_Task_
Go line by line through the records below. Copy whichever lines contain the string "error".

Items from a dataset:
——
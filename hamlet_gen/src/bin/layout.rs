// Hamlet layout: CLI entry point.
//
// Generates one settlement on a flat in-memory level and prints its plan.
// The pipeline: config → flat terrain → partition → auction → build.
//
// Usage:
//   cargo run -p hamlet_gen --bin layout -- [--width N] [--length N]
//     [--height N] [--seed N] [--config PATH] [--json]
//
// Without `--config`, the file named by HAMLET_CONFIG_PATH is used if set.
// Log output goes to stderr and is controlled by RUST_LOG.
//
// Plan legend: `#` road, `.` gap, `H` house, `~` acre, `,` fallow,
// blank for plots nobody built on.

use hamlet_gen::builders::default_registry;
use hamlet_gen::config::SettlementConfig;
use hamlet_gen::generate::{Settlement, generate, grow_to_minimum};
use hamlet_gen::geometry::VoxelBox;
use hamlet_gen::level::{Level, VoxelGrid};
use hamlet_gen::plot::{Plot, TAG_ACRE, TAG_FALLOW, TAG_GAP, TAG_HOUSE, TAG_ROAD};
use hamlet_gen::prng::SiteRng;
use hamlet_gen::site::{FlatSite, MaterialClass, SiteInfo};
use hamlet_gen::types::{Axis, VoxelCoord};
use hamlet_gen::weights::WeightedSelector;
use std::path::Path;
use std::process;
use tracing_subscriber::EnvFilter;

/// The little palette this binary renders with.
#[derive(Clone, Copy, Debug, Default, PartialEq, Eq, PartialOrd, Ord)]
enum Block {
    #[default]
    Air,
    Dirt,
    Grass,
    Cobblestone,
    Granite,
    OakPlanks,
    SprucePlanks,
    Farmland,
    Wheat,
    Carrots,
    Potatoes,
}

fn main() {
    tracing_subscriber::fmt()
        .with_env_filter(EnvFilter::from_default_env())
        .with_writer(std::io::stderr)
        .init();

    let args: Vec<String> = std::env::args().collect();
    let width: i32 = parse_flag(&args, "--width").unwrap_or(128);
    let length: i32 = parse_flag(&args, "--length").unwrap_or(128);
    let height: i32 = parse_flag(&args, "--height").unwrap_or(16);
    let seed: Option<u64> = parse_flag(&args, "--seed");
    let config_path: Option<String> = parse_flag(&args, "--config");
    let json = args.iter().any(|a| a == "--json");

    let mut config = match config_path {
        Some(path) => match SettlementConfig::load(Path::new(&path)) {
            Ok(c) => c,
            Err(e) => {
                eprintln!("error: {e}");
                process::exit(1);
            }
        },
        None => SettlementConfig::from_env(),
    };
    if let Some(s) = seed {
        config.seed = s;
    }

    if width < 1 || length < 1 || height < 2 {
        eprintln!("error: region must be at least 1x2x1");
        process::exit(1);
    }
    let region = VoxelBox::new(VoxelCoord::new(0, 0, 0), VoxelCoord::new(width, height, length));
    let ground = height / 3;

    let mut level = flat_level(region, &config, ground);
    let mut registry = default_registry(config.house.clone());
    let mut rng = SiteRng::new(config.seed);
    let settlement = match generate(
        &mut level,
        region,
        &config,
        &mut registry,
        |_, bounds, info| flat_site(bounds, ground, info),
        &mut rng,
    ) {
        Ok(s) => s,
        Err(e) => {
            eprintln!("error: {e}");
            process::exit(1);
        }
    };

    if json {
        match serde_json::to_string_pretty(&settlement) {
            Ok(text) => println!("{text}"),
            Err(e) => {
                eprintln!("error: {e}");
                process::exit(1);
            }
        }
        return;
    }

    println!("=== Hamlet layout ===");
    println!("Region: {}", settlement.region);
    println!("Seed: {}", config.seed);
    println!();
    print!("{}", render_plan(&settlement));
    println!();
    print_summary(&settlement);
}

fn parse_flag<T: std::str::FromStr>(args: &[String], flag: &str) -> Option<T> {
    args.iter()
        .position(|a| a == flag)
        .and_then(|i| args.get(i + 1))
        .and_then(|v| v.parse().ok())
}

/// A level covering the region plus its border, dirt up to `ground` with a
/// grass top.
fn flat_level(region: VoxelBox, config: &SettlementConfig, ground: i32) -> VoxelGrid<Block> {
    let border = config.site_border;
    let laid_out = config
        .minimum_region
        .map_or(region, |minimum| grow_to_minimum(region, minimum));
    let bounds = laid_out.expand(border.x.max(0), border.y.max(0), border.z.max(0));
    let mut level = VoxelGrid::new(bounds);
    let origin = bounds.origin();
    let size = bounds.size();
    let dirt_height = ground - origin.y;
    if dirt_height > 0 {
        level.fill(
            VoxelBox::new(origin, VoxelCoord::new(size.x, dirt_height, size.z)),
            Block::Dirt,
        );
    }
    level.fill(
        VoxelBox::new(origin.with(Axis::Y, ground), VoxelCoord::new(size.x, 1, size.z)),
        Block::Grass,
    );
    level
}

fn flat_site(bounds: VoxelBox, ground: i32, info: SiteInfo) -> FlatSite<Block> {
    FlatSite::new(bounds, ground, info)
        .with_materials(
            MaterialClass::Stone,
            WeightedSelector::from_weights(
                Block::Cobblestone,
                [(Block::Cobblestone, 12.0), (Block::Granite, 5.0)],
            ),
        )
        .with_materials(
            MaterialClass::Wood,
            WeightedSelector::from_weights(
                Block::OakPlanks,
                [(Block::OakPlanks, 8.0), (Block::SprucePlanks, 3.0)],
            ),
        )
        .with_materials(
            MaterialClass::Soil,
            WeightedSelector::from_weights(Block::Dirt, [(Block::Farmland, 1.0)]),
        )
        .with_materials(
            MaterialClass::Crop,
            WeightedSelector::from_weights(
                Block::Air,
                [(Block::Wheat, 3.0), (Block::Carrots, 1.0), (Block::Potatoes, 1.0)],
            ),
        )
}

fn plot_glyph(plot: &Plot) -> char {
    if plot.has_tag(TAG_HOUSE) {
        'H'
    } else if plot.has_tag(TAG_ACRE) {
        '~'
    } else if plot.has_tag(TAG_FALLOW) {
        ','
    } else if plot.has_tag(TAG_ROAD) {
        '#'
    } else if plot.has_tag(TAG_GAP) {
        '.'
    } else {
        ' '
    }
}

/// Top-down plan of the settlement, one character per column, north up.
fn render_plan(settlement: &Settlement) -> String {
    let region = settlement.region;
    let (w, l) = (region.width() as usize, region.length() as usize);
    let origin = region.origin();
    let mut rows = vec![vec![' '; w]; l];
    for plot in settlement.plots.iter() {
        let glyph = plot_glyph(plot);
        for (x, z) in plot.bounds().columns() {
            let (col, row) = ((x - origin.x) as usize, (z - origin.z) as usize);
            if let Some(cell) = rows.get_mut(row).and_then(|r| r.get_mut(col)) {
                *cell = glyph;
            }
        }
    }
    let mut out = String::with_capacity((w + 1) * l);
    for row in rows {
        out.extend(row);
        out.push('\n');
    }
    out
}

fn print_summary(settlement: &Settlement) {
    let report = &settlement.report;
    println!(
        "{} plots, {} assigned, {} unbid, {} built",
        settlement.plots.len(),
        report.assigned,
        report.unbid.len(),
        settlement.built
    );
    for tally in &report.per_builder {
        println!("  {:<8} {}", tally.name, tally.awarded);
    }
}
——
_Answer space_
                eprintln!("error: {e}");
        eprintln!("error: region must be at least 1x2x1");
            eprintln!("error: {e}");
                eprintln!("error: {e}");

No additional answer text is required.